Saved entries

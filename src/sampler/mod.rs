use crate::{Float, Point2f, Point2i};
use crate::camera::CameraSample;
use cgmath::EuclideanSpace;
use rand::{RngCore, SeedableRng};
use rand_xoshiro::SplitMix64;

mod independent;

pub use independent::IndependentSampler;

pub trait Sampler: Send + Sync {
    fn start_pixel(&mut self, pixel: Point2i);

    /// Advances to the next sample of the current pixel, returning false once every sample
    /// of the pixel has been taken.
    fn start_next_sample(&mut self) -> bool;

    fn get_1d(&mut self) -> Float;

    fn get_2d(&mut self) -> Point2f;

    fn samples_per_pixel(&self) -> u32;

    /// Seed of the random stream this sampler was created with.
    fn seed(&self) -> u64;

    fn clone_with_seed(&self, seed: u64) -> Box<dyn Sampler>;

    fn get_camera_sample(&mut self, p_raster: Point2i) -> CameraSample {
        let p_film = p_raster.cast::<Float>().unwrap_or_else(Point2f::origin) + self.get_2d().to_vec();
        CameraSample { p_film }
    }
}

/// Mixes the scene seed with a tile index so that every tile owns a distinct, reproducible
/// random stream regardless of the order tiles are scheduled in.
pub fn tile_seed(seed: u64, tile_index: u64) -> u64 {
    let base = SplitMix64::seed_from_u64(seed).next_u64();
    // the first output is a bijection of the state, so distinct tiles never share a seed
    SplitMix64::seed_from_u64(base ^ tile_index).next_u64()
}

What you will do: Restate every entry exactly. Leave nothing out.

Result of the task:
filename src/sampler/mod.rs
use crate::{Float, Point2f, Point2i};
use crate::camera::CameraSample;
use cgmath::EuclideanSpace;
use rand::{RngCore, SeedableRng};
use rand_xoshiro::SplitMix64;

mod independent;

pub use independent::IndependentSampler;

pub trait Sampler: Send + Sync {
    fn start_pixel(&mut self, pixel: Point2i);

    /// Advances to the next sample of the current pixel, returning false once every sample
    /// of the pixel has been taken.
    fn start_next_sample(&mut self) -> bool;

    fn get_1d(&mut self) -> Float;

    fn get_2d(&mut self) -> Point2f;

    fn samples_per_pixel(&self) -> u32;

    /// Seed of the random stream this sampler was created with.
    fn seed(&self) -> u64;

    fn clone_with_seed(&self, seed: u64) -> Box<dyn Sampler>;

    fn get_camera_sample(&mut self, p_raster: Point2i) -> CameraSample {
        let p_film = p_raster.cast::<Float>().unwrap_or_else(Point2f::origin) + self.get_2d().to_vec();
        CameraSample { p_film }
    }
}

/// Mixes the scene seed with a tile index so that every tile owns a distinct, reproducible
/// random stream regardless of the order tiles are scheduled in.
pub fn tile_seed(seed: u64, tile_index: u64) -> u64 {
    let base = SplitMix64::seed_from_u64(seed).next_u64();
    // the first output is a bijection of the state, so distinct tiles never share a seed
    SplitMix64::seed_from_u64(base ^ tile_index).next_u64()
}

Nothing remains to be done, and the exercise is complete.